* WHAT THE TASK ASKS *
What number of lines in the records below hold the word "resp"? Give that number alone.

[Stored entries]
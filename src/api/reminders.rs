//! Reminder endpoints. Guests share the unowned reminders.

use axum::{
    Json, Router,
    extract::{Path, State},
    http::StatusCode,
    routing::{get, post, put},
};
use chrono::Utc;
use serde_json::{Value, json};
use std::sync::Arc;

use super::{ApiJson, ApiQuery, AppState, MaybeUser};
use crate::error::AppError;
use crate::models::{NewReminder, ReminderQuery, ReminderStatus, ReminderUpdate};

pub(super) fn routes() -> Router<Arc<AppState>> {
    Router::new()
        .route("/api/reminders", get(list_reminders).post(create_reminder))
        .route("/api/reminders/due", get(due_reminders))
        .route(
            "/api/reminders/{id}",
            put(update_reminder).delete(delete_reminder),
        )
        .route("/api/reminders/{id}/pause", post(pause_reminder))
        .route("/api/reminders/{id}/resume", post(resume_reminder))
        .route("/api/reminders/{id}/acknowledge", post(acknowledge_reminder))
}

async fn create_reminder(
    State(state): State<Arc<AppState>>,
    caller: MaybeUser,
    ApiJson(new): ApiJson<NewReminder>,
) -> Result<(StatusCode, Json<Value>), AppError> {
    let draft = new.validate()?;
    let reminder = state.db.create_reminder(caller.owner(), &draft)?;

    tracing::info!(
        reminder_id = reminder.id,
        owner = ?caller.owner(),
        frequency = %reminder.frequency,
        "Reminder created"
    );

    Ok((
        StatusCode::CREATED,
        Json(json!({
            "success": true,
            "message": "Reminder created",
            "reminder": reminder,
        })),
    ))
}

async fn list_reminders(
    State(state): State<Arc<AppState>>,
    caller: MaybeUser,
    ApiQuery(query): ApiQuery<ReminderQuery>,
) -> Result<Json<Value>, AppError> {
    let reminders = state.db.list_reminders(caller.owner(), &query)?;
    Ok(Json(json!({
        "total": reminders.len(),
        "reminders": reminders,
    })))
}

async fn due_reminders(
    State(state): State<Arc<AppState>>,
    caller: MaybeUser,
) -> Result<Json<Value>, AppError> {
    let reminders = state.db.due_reminders(caller.owner(), Utc::now())?;
    Ok(Json(json!({
        "count": reminders.len(),
        "reminders": reminders,
    })))
}

async fn update_reminder(
    State(state): State<Arc<AppState>>,
    caller: MaybeUser,
    Path(id): Path<i64>,
    ApiJson(update): ApiJson<ReminderUpdate>,
) -> Result<Json<Value>, AppError> {
    let reminder = state.db.update_reminder(caller.owner(), id, update)?;
    Ok(Json(json!({
        "success": true,
        "message": "Reminder updated",
        "reminder": reminder,
    })))
}

async fn delete_reminder(
    State(state): State<Arc<AppState>>,
    caller: MaybeUser,
    Path(id): Path<i64>,
) -> Result<Json<Value>, AppError> {
    state
        .db
        .set_reminder_status(caller.owner(), id, ReminderStatus::Deleted)?;
    Ok(Json(json!({ "success": true, "message": "Reminder deleted" })))
}

async fn pause_reminder(
    State(state): State<Arc<AppState>>,
    caller: MaybeUser,
    Path(id): Path<i64>,
) -> Result<Json<Value>, AppError> {
    let reminder = state
        .db
        .set_reminder_status(caller.owner(), id, ReminderStatus::Paused)?;
    Ok(Json(json!({
        "success": true,
        "message": "Reminder paused",
        "reminder": reminder,
    })))
}

async fn resume_reminder(
    State(state): State<Arc<AppState>>,
    caller: MaybeUser,
    Path(id): Path<i64>,
) -> Result<Json<Value>, AppError> {
    let reminder = state
        .db
        .set_reminder_status(caller.owner(), id, ReminderStatus::Active)?;
    Ok(Json(json!({
        "success": true,
        "message": "Reminder resumed",
        "reminder": reminder,
    })))
}

async fn acknowledge_reminder(
    State(state): State<Arc<AppState>>,
    caller: MaybeUser,
    Path(id): Path<i64>,
) -> Result<Json<Value>, AppError> {
    let today = Utc::now().date_naive();
    let reminder = state.db.acknowledge_reminder(caller.owner(), id, today)?;
    Ok(Json(json!({
        "success": true,
        "message": "Reminder acknowledged",
        "reminder": reminder,
    })))
}

#[cfg(test)]
mod tests {
    use super::super::test_support::*;
    use axum::http::StatusCode;
    use serde_json::{Value, json};

    async fn create(app: &axum::Router, token: Option<&str>, body: Value) -> Value {
        let (status, body) = send(app, "POST", "/api/reminders", token, Some(body)).await;
        assert_eq!(status, StatusCode::CREATED, "{body}");
        body["reminder"].clone()
    }

    #[tokio::test]
    async fn guest_reminders_are_shared_and_separate_from_users() {
        let (app, _) = app();
        create(
            &app,
            None,
            json!({"content": "Drink water", "remind_time": "10:00"}),
        )
        .await;
        create(
            &app,
            Some(USER_TOKEN),
            json!({
                "content": "Weekly review",
                "frequency": "weekly",
                "day_of_week": 4,
                "remind_time": "16:00"
            }),
        )
        .await;

        let (status, body) = send(&app, "GET", "/api/reminders", None, None).await;
        assert_eq!(status, StatusCode::OK);
        assert_eq!(body["total"], 1);
        assert_eq!(body["reminders"][0]["frequency"], "daily");

        let (_, body) = send(&app, "GET", "/api/reminders", Some(USER_TOKEN), None).await;
        assert_eq!(body["total"], 1);
        assert_eq!(body["reminders"][0]["day_of_week"], 4);

        let (status, _) = send(&app, "GET", "/api/reminders", Some("qc_bogus"), None).await;
        assert_eq!(status, StatusCode::UNAUTHORIZED);
    }

    #[tokio::test]
    async fn create_validates_schedule() {
        let (app, _) = app();
        for body in [
            json!({"content": "", "remind_time": "10:00"}),
            json!({"content": "x", "remind_time": "25:00"}),
            json!({"content": "x", "remind_time": "10:00", "frequency": "monthly"}),
            json!({"content": "x", "remind_time": "10:00", "frequency": "weekly"}),
        ] {
            let (status, resp) =
                send(&app, "POST", "/api/reminders", None, Some(body.clone())).await;
            assert_eq!(status, StatusCode::BAD_REQUEST, "{body}");
            assert_eq!(resp["error_code"], "VALIDATION_ERROR");
        }
    }

    #[tokio::test]
    async fn lifecycle_pause_resume_update_delete() {
        let (app, _) = app();
        let reminder = create(
            &app,
            Some(USER_TOKEN),
            json!({"content": "Stretch", "remind_time": "00:00"}),
        )
        .await;
        let id = reminder["id"].as_i64().unwrap();

        // A midnight daily reminder is always due until acknowledged
        let (_, body) = send(&app, "GET", "/api/reminders/due", Some(USER_TOKEN), None).await;
        assert_eq!(body["count"], 1);

        let (status, body) = send(
            &app,
            "POST",
            &format!("/api/reminders/{id}/acknowledge"),
            Some(USER_TOKEN),
            None,
        )
        .await;
        assert_eq!(status, StatusCode::OK);
        assert!(body["reminder"]["last_triggered_date"].is_string());
        let (_, body) = send(&app, "GET", "/api/reminders/due", Some(USER_TOKEN), None).await;
        assert_eq!(body["count"], 0);

        let (_, body) = send(
            &app,
            "POST",
            &format!("/api/reminders/{id}/pause"),
            Some(USER_TOKEN),
            None,
        )
        .await;
        assert_eq!(body["reminder"]["status"], "paused");
        let (_, body) = send(&app, "GET", "/api/reminders", Some(USER_TOKEN), None).await;
        assert_eq!(body["total"], 0);
        let (_, body) = send(
            &app,
            "GET",
            "/api/reminders?status=all",
            Some(USER_TOKEN),
            None,
        )
        .await;
        assert_eq!(body["total"], 1);

        let (_, body) = send(
            &app,
            "POST",
            &format!("/api/reminders/{id}/resume"),
            Some(USER_TOKEN),
            None,
        )
        .await;
        assert_eq!(body["reminder"]["status"], "active");

        let uri = format!("/api/reminders/{id}");
        let (status, body) = send(
            &app,
            "PUT",
            &uri,
            Some(USER_TOKEN),
            Some(json!({"frequency": "weekly", "day_of_week": 2, "content": "Stretch more"})),
        )
        .await;
        assert_eq!(status, StatusCode::OK);
        assert_eq!(body["reminder"]["frequency"], "weekly");
        assert_eq!(body["reminder"]["day_of_week"], 2);

        let (status, _) = send(
            &app,
            "PUT",
            &uri,
            Some(USER_TOKEN),
            Some(json!({"status": "snoozed"})),
        )
        .await;
        assert_eq!(status, StatusCode::BAD_REQUEST);

        let (status, _) = send(&app, "DELETE", &uri, Some(OTHER_TOKEN), None).await;
        assert_eq!(status, StatusCode::NOT_FOUND);
        let (status, _) = send(&app, "DELETE", &uri, Some(USER_TOKEN), None).await;
        assert_eq!(status, StatusCode::OK);
        let (status, _) = send(&app, "DELETE", &uri, Some(USER_TOKEN), None).await;
        assert_eq!(status, StatusCode::NOT_FOUND);
    }
}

* YOUR SOLUTION *
2